HIV infection is epidemic with over 39.5 million people infected worldwide. Protease inhibitors (PIs) remain the mainstream therapy for the treatment of HIV infection. At the 2006 International AIDS Society conference it was reported that patients who receive PIs as part of their therapy show a trend toward shorter virologic failure times as well as significant increases in CD4+ cell count. Similar results are reported in a case ‐ control study in which significantly increased CD4+ cell counts are measured in patients receiving PIs as part of their Highly Active Anti Retroviral Therapy (HAART) compared to those receiving Non ‐ Nucleoside Reverse Transcriptase Inhibitor (NNRTI) therapy. As the molecular mechanisms explaining these clinical observations are still unknown, basic scientific studies leading to the understanding of how PIs enhance T cell activation would allow for more effective therapeutic management. During a viral infection, T ‐ cells are first activated through the T ‐ cell receptor complex which induces the expression of the cytokine interleukin 2 (IL ‐ 2) and the IL ‐ 2 high affinity receptor, CD25. IL ‐ 2 induces both autocrine and paracrine activation of T ‐ cells, resulting in clonal expansion and differentiation, and ultimate viral clearance.
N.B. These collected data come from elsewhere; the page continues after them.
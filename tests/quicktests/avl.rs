use search_trees::{AvlTree, Tree};

use std::collections::BTreeSet;

use crate::{do_ops, init_logging, Op};

fn balanced<S>(tree: &Tree<i8, S>) -> bool {
    tree.root().map_or(true, |root| root.is_balanced())
}

#[quickcheck]
fn fuzz_multiple_operations_i8(ops: Vec<Op<i8>>) -> bool {
    let mut tree = AvlTree::new();
    let mut set = BTreeSet::new();

    do_ops(&ops, &mut tree, &mut set, balanced)
}

#[quickcheck]
fn traversals_match(xs: Vec<i8>, removes: Vec<i8>) -> bool {
    let mut tree = AvlTree::new();
    for x in &xs {
        let _ = tree.insert(*x);
    }
    for x in &removes {
        let _ = tree.remove(x);
    }

    let mut reversed = tree.in_order_traversal(true);
    reversed.reverse();
    tree.in_order_traversal(false) == tree.in_order_traversal_iterative()
        && tree.in_order_traversal(false) == reversed
}

#[quickcheck]
fn insert_then_remove_round_trips(xs: Vec<i8>, x: i8) -> bool {
    let mut tree = AvlTree::new();
    for x in xs.iter().filter(|&&y| y != x) {
        let _ = tree.insert(*x);
    }
    let before = tree.to_string();

    tree.insert(x).is_ok()
        && tree.remove(&x) == Ok(true)
        && tree.to_string() == before
        && balanced(&tree)
}

#[test]
fn left_left_scenario() {
    init_logging();
    let mut tree = AvlTree::new();
    for x in [4, 3, 2] {
        tree.insert(x).unwrap();
    }

    assert_eq!(tree.to_string(), "2,3,4");
    let root = tree.root().unwrap();
    assert_eq!(root.value(), Some(&3));
    assert_eq!(root.height(), 1);
}

#[test]
fn complex_scenario() {
    init_logging();
    let mut tree = AvlTree::new();
    for x in [30, 20, 40, 10, 25, 5] {
        tree.insert(x).unwrap();
    }

    let root = tree.root().unwrap();
    assert_eq!(root.value(), Some(&20));
    assert_eq!(root.left().unwrap().value(), Some(&10));
    assert_eq!(root.right().unwrap().value(), Some(&30));
    assert_eq!(root.height(), 2);
}

#[test]
fn remove_not_found_scenario() {
    init_logging();
    let mut tree = AvlTree::new();
    tree.insert(15).unwrap();

    assert_eq!(tree.remove(&100), Ok(false));
    assert_eq!(tree.to_string(), "15");
}
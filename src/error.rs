//! Failure kinds shared by every tree variant.

use thiserror::Error;

/// Result alias used throughout the crate.
pub type Result<T, E = TreeError> = std::result::Result<T, E>;

/// The ways a tree operation can fail.
///
/// [`DuplicateValue`][TreeError::DuplicateValue] and [`NotFound`][TreeError::NotFound] are
/// ordinary, recoverable outcomes that callers are expected to match on.
/// [`Structure`][TreeError::Structure] means the node graph is not shaped the way an algorithm
/// requires. It is a bug in the tree, not in the caller, and nothing in this crate swallows it.
#[derive(Debug, Clone, Copy, PartialEq, Eq, Error)]
pub enum TreeError {
    /// The value being inserted is already stored in the tree.
    #[error("value already exists in the tree and cannot be inserted again")]
    DuplicateValue,
    /// The value being looked up or removed is not stored in the tree.
    #[error("value was not found in the tree")]
    NotFound,
    /// A structural invariant was violated (e.g. rotating a node without the required child).
    #[error("structural invariant violated: {0}")]
    Structure(&'static str),
}

impl TreeError {
    /// Whether this is a [`NotFound`][TreeError::NotFound] failure.
    pub fn is_not_found(&self) -> bool {
        matches!(self, Self::NotFound)
    }
}
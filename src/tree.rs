//! The tree shared by every variant. It stores nodes in a slab, implements plain Binary Search
//! Tree insertion, lookup and removal, and hands control to a [`Rebalance`] strategy after each
//! mutation so that [`Avl`][crate::Avl] and [`RedBlack`][crate::RedBlack] can restructure the
//! graph.
//!
//! # Examples
//!
//! ```
//! use search_trees::{BinarySearchTree, TreeError};
//!
//! let mut tree = BinarySearchTree::new();
//!
//! // Nothing in here yet.
//! assert_eq!(tree.find(&10).unwrap_err(), TreeError::NotFound);
//!
//! tree.insert(10).unwrap();
//! tree.insert(5).unwrap();
//! tree.insert(20).unwrap();
//! assert_eq!(tree.to_string(), "5,10,20");
//!
//! // Values are unique.
//! assert_eq!(tree.insert(10).unwrap_err(), TreeError::DuplicateValue);
//!
//! // Removing reports whether anything was there.
//! assert_eq!(tree.remove(&5), Ok(true));
//! assert_eq!(tree.remove(&5), Ok(false));
//! assert_eq!(tree.to_string(), "10,20");
//! ```

use std::cmp::Ordering;
use std::fmt;
use std::marker::PhantomData;

use log::{debug, trace, warn};

use crate::error::{Result, TreeError};
use crate::node::{Color, NodeId, NodeRef, Nodes};

/// What a removal did to the shape of the tree, handed to [`Rebalance::after_remove`].
///
/// The names follow the usual description of BST deletion: some node physically leaves its
/// position (the removed node itself, or its in-order predecessor when that one is moved up to
/// take its place), and `filler` is whatever now sits in that vacated position.
#[derive(Debug, Clone, Copy, PartialEq, Eq)]
pub struct Removal {
    /// Colour of the node that physically left its position.
    pub removed_color: Color,
    /// The node now occupying the vacated position, if any.
    pub filler: Option<NodeId>,
    /// The parent of the vacated position. `None` when the position is the root.
    pub filler_parent: Option<NodeId>,
}
//! A self-balancing Binary Search Tree (specifically, an AVL tree).
//!
//! After every insert and removal the tree walks from the point of change up to the root and
//! rotates any node whose subtrees differ in height by more than one. See
//! [the Wikipedia page][wiki] for terminology.
//!
//! [wiki]: https://en.wikipedia.org/wiki/AVL_tree#Rebalancing
//!
//! # Examples
//!
//! ```
//! use search_trees::AvlTree;
//!
//! let mut tree = AvlTree::new();
//! for x in [30, 20, 40, 10, 25, 5] {
//!     tree.insert(x).unwrap();
//! }
//!
//! // Inserting 5 unbalanced 30, so 20 was rotated up to the root.
//! let root = tree.root().unwrap();
//! assert_eq!(root.value(), Some(&20));
//! assert_eq!(root.left().unwrap().value(), Some(&10));
//! assert_eq!(root.right().unwrap().value(), Some(&30));
//! assert_eq!(root.height(), 2);
//!
//! // A missing value is reported, not raised.
//! assert_eq!(tree.remove(&100), Ok(false));
//! ```

use crate::error::{Result, TreeError};
use crate::node::NodeId;
use crate::tree::{Rebalance, Removal, Tree};

/// Height-driven rebalancing.
#[derive(Debug, Clone, Copy, Default)]
pub struct Avl;

/// A Binary Search Tree kept height-balanced with AVL rotations.
///
/// Heights are not stored on the nodes. Every balance factor is computed by walking the
/// subtree below it, so an insert or removal costs `O(n)` rather than `O(lg n)`.
pub type AvlTree<T> = Tree<T, Avl>;

impl Rebalance for Avl {
    fn after_insert<T>(tree: &mut Tree<T, Self>, inserted: NodeId) -> Result<()> {
        rebalance_upwards(tree, Some(inserted))
    }

    fn after_remove<T>(tree: &mut Tree<T, Self>, removal: &Removal) -> Result<()> {
        rebalance_upwards(tree, removal.filler_parent.or(removal.filler))
    }
}

/// Balances `from` and every one of its ancestors.
fn rebalance_upwards<T>(tree: &mut Tree<T, Avl>, from: Option<NodeId>) -> Result<()> {
    let mut current = from;
    while let Some(node) = current {
        balance(tree, node)?;
        // After a rotation `node` sits one level lower, so its new parent is the node that took
        // its place. Balancing that one again is a no-op.
        current = tree.parent_of(node);
    }

    Ok(())
}

/// Rotates `node` if its balance factor is outside `-1..=1`.
fn balance<T>(tree: &mut Tree<T, Avl>, node: NodeId) -> Result<()> {
    let factor = tree.nodes.balance_factor(node);
    if factor > 1 {
        let left = tree
            .left_of(node)
            .ok_or(TreeError::Structure("left-heavy node without a left child"))?;
        if tree.nodes.balance_factor(left) >= 0 {
            // Left-left.
            tree.rotate_right(node)?;
        } else {
            // Left-right.
            tree.rotate_left(left)?;
            tree.rotate_right(node)?;
        }
    } else if factor < -1 {
        let right = tree
            .right_of(node)
            .ok_or(TreeError::Structure("right-heavy node without a right child"))?;
        if tree.nodes.balance_factor(right) <= 0 {
            // Right-right.
            tree.rotate_left(node)?;
        } else {
            // Right-left.
            tree.rotate_right(right)?;
            tree.rotate_left(node)?;
        }
    }

    Ok(())
}


#[cfg(test)]
mod quicktests {
    use std::collections::BTreeSet;

    use super::*;
    use crate::test::quick::Op;

    /// Applies a set of operations to a tree and a set, checking the AVL invariant after each.
    fn do_ops(ops: &[Op<i8>], tree: &mut AvlTree<i8>, set: &mut BTreeSet<i8>) {
        for op in ops {
            match op {
                Op::Insert(x) => {
                    assert_eq!(tree.insert(*x).is_ok(), set.insert(*x));
                }
                Op::Remove(x) => {
                    assert_eq!(tree.remove(x), Ok(set.remove(x)));
                }
                Op::Iter => {
                    assert!(tree.iter().eq(set.iter()));
                }
            }
            if let Some(root) = tree.root() {
                assert!(root.is_balanced());
            }
        }
    }

    quickcheck::quickcheck! {
        fn fuzz_multiple_operations_i8(ops: Vec<Op<i8>>) -> bool {
            let mut tree = AvlTree::new();
            let mut set = BTreeSet::new();

            do_ops(&ops, &mut tree, &mut set);
            tree.is_search_tree() && set.iter().all(|x| tree.contains(x))
        }
    }

    quickcheck::quickcheck! {
        fn contains(xs: Vec<i8>) -> bool {
            let mut tree = AvlTree::new();
            for x in &xs {
                let _ = tree.insert(*x);
            }

            xs.iter().all(|x| tree.contains(x))
        }
    }
}
use search_trees::{BinarySearchTree, TreeError};

use std::collections::BTreeSet;

use crate::{do_ops, expected_string, init_logging, Op};

#[quickcheck]
fn fuzz_multiple_operations_i8(ops: Vec<Op<i8>>) -> bool {
    let mut tree = BinarySearchTree::new();
    let mut set = BTreeSet::new();

    do_ops(&ops, &mut tree, &mut set, |_| true)
}

#[quickcheck]
fn to_string_is_sorted(xs: Vec<i8>) -> bool {
    let mut tree = BinarySearchTree::new();
    for x in &xs {
        let _ = tree.insert(*x);
    }
    let set: BTreeSet<_> = xs.into_iter().collect();

    tree.to_string() == expected_string(&set)
}

#[quickcheck]
fn contains_not(xs: Vec<i8>, nots: Vec<i8>) -> bool {
    let mut tree = BinarySearchTree::new();
    for x in &xs {
        let _ = tree.insert(*x);
    }
    let added: BTreeSet<_> = xs.into_iter().collect();
    let nots: BTreeSet<_> = nots.into_iter().collect();
    let mut nots = nots.difference(&added);

    nots.all(|x| tree.find(x).unwrap_err() == TreeError::NotFound)
}

#[quickcheck]
fn duplicates_are_rejected(xs: Vec<i8>) -> bool {
    let mut tree = BinarySearchTree::new();
    let mut seen = BTreeSet::new();

    xs.into_iter().all(|x| match tree.insert(x) {
        Ok(_) => seen.insert(x),
        Err(e) => e == TreeError::DuplicateValue && !seen.insert(x),
    })
}

#[quickcheck]
fn insert_then_remove_round_trips(xs: Vec<i8>, x: i8) -> bool {
    let mut tree = BinarySearchTree::new();
    for x in xs.iter().filter(|&&y| y != x) {
        let _ = tree.insert(*x);
    }
    let before = tree.to_string();

    tree.insert(x).is_ok() && tree.remove(&x) == Ok(true) && tree.to_string() == before
}

#[test]
fn duplicate_insert_scenario() {
    init_logging();
    let mut tree = BinarySearchTree::new();
    tree.insert(10).unwrap();

    assert_eq!(tree.insert(10).unwrap_err(), TreeError::DuplicateValue);
}
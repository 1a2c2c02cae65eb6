use search_trees::{Color, RedBlackTree};

use std::collections::BTreeSet;

use crate::{do_ops, expected_string, init_logging, Op};

#[quickcheck]
fn fuzz_multiple_operations_i8(ops: Vec<Op<i8>>) -> bool {
    let mut tree = RedBlackTree::new();
    let mut set = BTreeSet::new();

    do_ops(&ops, &mut tree, &mut set, RedBlackTree::is_valid)
}

#[quickcheck]
fn inserts_keep_colour_rules(xs: Vec<i8>) -> bool {
    let mut tree = RedBlackTree::new();
    let mut set = BTreeSet::new();
    for x in xs {
        let _ = tree.insert(x);
        set.insert(x);

        let root_is_black = tree.root().map_or(true, |root| root.color() == Color::Black);
        if !root_is_black || !tree.is_valid() {
            return false;
        }
    }

    tree.to_string() == expected_string(&set)
        && tree.in_order_traversal(false) == tree.in_order_traversal_iterative()
}

#[test]
fn colouring_scenario() {
    init_logging();
    let mut tree = RedBlackTree::new();
    tree.insert(10).unwrap();

    assert_eq!(tree.root().unwrap().color(), Color::Black);
    assert_eq!(tree.height(), 0);

    tree.insert(15).unwrap();
    tree.insert(5).unwrap();

    assert_eq!(tree.find(&15).unwrap().color(), Color::Red);
    assert_eq!(tree.find(&5).unwrap().color(), Color::Red);
    assert_eq!(tree.to_string(), "5,10,15");
    assert_eq!(tree.height(), 1);
}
Apart from CD25, several other cell surface markers are upregulated during T ‐ cell activation including the adhesion molecule CD38; the signal transmitting receptor CD69; and the antigen presenting complex, HLA ‐ DR. While previous attempts to show changes in T ‐ cell surface markers due to PI treatment have been unsuccessful, we show for the first time that the PI, lopinavir (lop) increases CD25+ T ‐ cell levels, independent of viral load.